In 2005 he also launched a blog called "Starrfucker" which helped spark his adult industry career. Jeremy and/or his photography have since been featured in such publications as Frontiers, Cybersocket Magazine, The Advocate, Pisszine, Starrfucker Magazine, and the beef.

===Starrfucker magazine===
In 2010 Jeremy rebranded his blog Starrfucker and created his self-published Starrfucker Magazine, a black-and-white print zine featuring his homoerotic photography as well as other art and photography from contributing artists.

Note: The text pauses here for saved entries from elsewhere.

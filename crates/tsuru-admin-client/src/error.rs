//! Error types for the tsuru admin client

use thiserror::Error;

/// Errors that can occur when using the tsuru admin client
#[derive(Error, Debug)]
pub enum ClientError {
    /// HTTP request failed
    #[error("HTTP request failed: {0}")]
    Http(#[from] reqwest::Error),

    /// JSON serialization/deserialization failed
    #[error("JSON error: {0}")]
    Json(#[from] serde_json::Error),

    /// Invalid URL
    #[error("Invalid URL: {0}")]
    Url(#[from] url::ParseError),

    /// No API target configured
    #[error("no target defined; set one with TSURU_TARGET or --target")]
    MissingTarget,

    /// API returned an error status
    #[error("API error ({status}): {message}")]
    Api {
        /// HTTP status code
        status: u16,
        /// Error message from server
        message: String,
    },
}

impl ClientError {
    /// HTTP status carried by an API error
    #[must_use]
    pub fn status(&self) -> Option<u16> {
        match self {
            ClientError::Api { status, .. } => Some(*status),
            _ => None,
        }
    }

    /// The server refused a change that needs explicit confirmation (412)
    #[must_use]
    pub fn is_precondition_failed(&self) -> bool {
        self.status() == Some(412)
    }
}

/// Result type for client operations
pub type Result<T> = std::result::Result<T, ClientError>;
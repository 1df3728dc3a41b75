//! tsuru-admin CLI
//!
//! Command-line interface for administering a tsuru installation

use std::io;
use std::process::ExitCode;

use color_eyre::Result;
use tracing_subscriber::EnvFilter;
use tsuru_admin_cli::{Config, Manager, commands};

#[tokio::main(flavor = "current_thread")]
async fn main() -> Result<ExitCode> {
    // Initialize error handling
    color_eyre::install()?;

    // Logs go to stderr so tables on stdout stay clean
    let filter = EnvFilter::try_from_env("TSURU_ADMIN_LOG").unwrap_or_else(|_| EnvFilter::new("warn"));
    tracing_subscriber::fmt()
        .with_env_filter(filter)
        .with_writer(io::stderr)
        .init();

    let config = Config::load_default()?;
    let manager = Manager::new("tsuru-admin", env!("CARGO_PKG_VERSION"), commands::registry());

    let mut stdin = io::stdin().lock();
    let mut stdout = io::stdout();
    let mut stderr = io::stderr();
    let code = manager
        .run(std::env::args_os(), &config, &mut stdin, &mut stdout, &mut stderr)
        .await;

    Ok(ExitCode::from(u8::try_from(code).unwrap_or(1)))
}
//! IaaS machine template commands

use std::io::Write;

use async_trait::async_trait;
use clap::Args;
use tsuru_admin_api::{Template, TemplateData, TemplateRequest};
use tsuru_admin_client::{HttpClient, Method, escape};

use crate::error::{CommandError, Result};
use crate::manager::{Command, Context, Describe, Info};
use crate::table::{Table, key_value_lines};

/// Parse `name=value` arguments; the value may be empty
fn parse_params(params: &[String]) -> Result<Vec<TemplateData>> {
    params
        .iter()
        .map(|param| {
            param
                .split_once('=')
                .map(|(name, value)| TemplateData::new(name, value))
                .ok_or_else(|| CommandError::usage(format!("invalid parameter: {param}")))
        })
        .collect()
}

#[derive(Debug, Args)]
pub struct TemplateList {}

impl Describe for TemplateList {
    const INFO: Info = Info::new(
        "template-list",
        "template-list",
        "List all machine templates.",
        0,
    );
}

#[async_trait(?Send)]
impl Command for TemplateList {
    async fn run(&self, ctx: &mut Context<'_>, client: &HttpClient) -> Result<()> {
        let templates: Vec<Template> = client.get_list("/iaas/templates").await?;
        let mut table = Table::new(["Name", "IaaS", "Params"]).with_line_separator(true);
        for template in &templates {
            let params = key_value_lines(
                template
                    .data
                    .iter()
                    .map(|d| (d.name.as_str(), d.value.as_str())),
            );
            table.add_row([
                template.name.as_str(),
                template.iaas_name.as_str(),
                params.as_str(),
            ]);
        }
        write!(ctx.stdout, "{table}")?;
        Ok(())
    }
}

#[derive(Debug, Args)]
pub struct TemplateAdd {}

impl Describe for TemplateAdd {
    const INFO: Info = Info::new(
        "template-add",
        "template-add <name> <iaas> <param>=<value>...",
        "Add a new machine template.",
        3,
    );
}

#[async_trait(?Send)]
impl Command for TemplateAdd {
    async fn run(&self, ctx: &mut Context<'_>, client: &HttpClient) -> Result<()> {
        let request = TemplateRequest {
            name: ctx.args[0].clone(),
            iaas_name: ctx.args[1].clone(),
            data: parse_params(&ctx.args[2..])?,
        };
        client
            .send_json(Method::POST, "/iaas/templates", &request)
            .await?;
        writeln!(ctx.stdout, "Template successfully added.")?;
        Ok(())
    }
}

#[derive(Debug, Args)]
pub struct TemplateUpdate {}

impl Describe for TemplateUpdate {
    const INFO: Info = Info::new(
        "template-update",
        "template-update <name> <param>=<value>...",
        "Update an existing machine template. An empty value removes the parameter.",
        2,
    );
}

#[async_trait(?Send)]
impl Command for TemplateUpdate {
    async fn run(&self, ctx: &mut Context<'_>, client: &HttpClient) -> Result<()> {
        let name = ctx.args[0].clone();
        let request = TemplateRequest {
            name: name.clone(),
            iaas_name: String::new(),
            data: parse_params(&ctx.args[1..])?,
        };
        client
            .send_json(Method::PUT, &format!("/iaas/templates/{}", escape(&name)), &request)
            .await?;
        writeln!(ctx.stdout, "Template successfully updated.")?;
        Ok(())
    }
}

#[derive(Debug, Args)]
pub struct TemplateRemove {}

impl Describe for TemplateRemove {
    const INFO: Info = Info::new(
        "template-remove",
        "template-remove <name>",
        "Remove an existing machine template.",
        1,
    );
}

#[async_trait(?Send)]
impl Command for TemplateRemove {
    async fn run(&self, ctx: &mut Context<'_>, client: &HttpClient) -> Result<()> {
        let name = &ctx.args[0];
        client.delete(&format!("/iaas/templates/{}", escape(name))).await?;
        writeln!(ctx.stdout, "Template successfully removed.")?;
        Ok(())
    }
}
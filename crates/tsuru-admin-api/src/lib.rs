//! tsuru-admin-api: Wire types for the tsuru admin endpoints
//!
//! Contains the records returned by list endpoints and the bodies sent by
//! mutating commands. Field names follow the JSON the API server emits.

pub mod requests;
pub mod responses;

pub use requests::{PoolTeamsRequest, TemplateRequest};
pub use responses::{Machine, Plan, PlanRouter, Pool, Template, TemplateData};
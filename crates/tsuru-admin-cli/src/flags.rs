//! Flag value types shared by commands

use std::fmt;
use std::str::FromStr;

/// Boolean flag that also remembers whether it was given at all
#[derive(Debug, Clone, Copy, Default, PartialEq, Eq)]
pub enum TriState {
    #[default]
    Unset,
    True,
    False,
}

impl TriState {
    /// Form value sent to the API; `Unset` is an empty string
    #[must_use]
    pub const fn form_value(self) -> &'static str {
        match self {
            Self::Unset => "",
            Self::True => "true",
            Self::False => "false",
        }
    }
}

impl From<bool> for TriState {
    fn from(value: bool) -> Self {
        if value { Self::True } else { Self::False }
    }
}

impl FromStr for TriState {
    type Err = String;

    fn from_str(s: &str) -> Result<Self, Self::Err> {
        match s {
            "" => Ok(Self::Unset),
            "1" | "t" | "T" | "TRUE" | "true" | "True" => Ok(Self::True),
            "0" | "f" | "F" | "FALSE" | "false" | "False" => Ok(Self::False),
            other => Err(format!("invalid boolean value {other:?}")),
        }
    }
}

impl fmt::Display for TriState {
    fn fmt(&self, f: &mut fmt::Formatter<'_>) -> fmt::Result {
        match self {
            Self::Unset => f.write_str("not set"),
            other => f.write_str(other.form_value()),
        }
    }
}

#[cfg(test)]
mod tests {
    use super::*;

    #[test]
    fn test_parse_accepts_go_booleans() {
        for raw in ["1", "t", "T", "TRUE", "true", "True"] {
            assert_eq!(raw.parse::<TriState>().unwrap(), TriState::True);
        }
        for raw in ["0", "f", "F", "FALSE", "false", "False"] {
            assert_eq!(raw.parse::<TriState>().unwrap(), TriState::False);
        }
        assert_eq!("".parse::<TriState>().unwrap(), TriState::Unset);
        assert!("yes".parse::<TriState>().is_err());
    }

    #[test]
    fn test_form_value() {
        assert_eq!(TriState::Unset.form_value(), "");
        assert_eq!(TriState::from(true).form_value(), "true");
        assert_eq!(TriState::from(false).form_value(), "false");
        assert_eq!(TriState::default().to_string(), "not set");
    }
}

According to Nigel Zeff in Flaunt Magazine #130: "The artist/photographer's zine, self-described as "a book of naked men," features photographic pictorials of men in various stages of undress, conjuring up the golden era of physique publications like The Male Figure, Adonis and Physique Pictorial, but with a contemporary edge. There's hair, beards, tattoos, and brawn – it's balls and all, unadulterated masculinity at its peak." In a podcast interview, Jeremy revealed that he based the size of his Starrfucker Magazine to be the same as Bob Mizer's Physique Pictorial.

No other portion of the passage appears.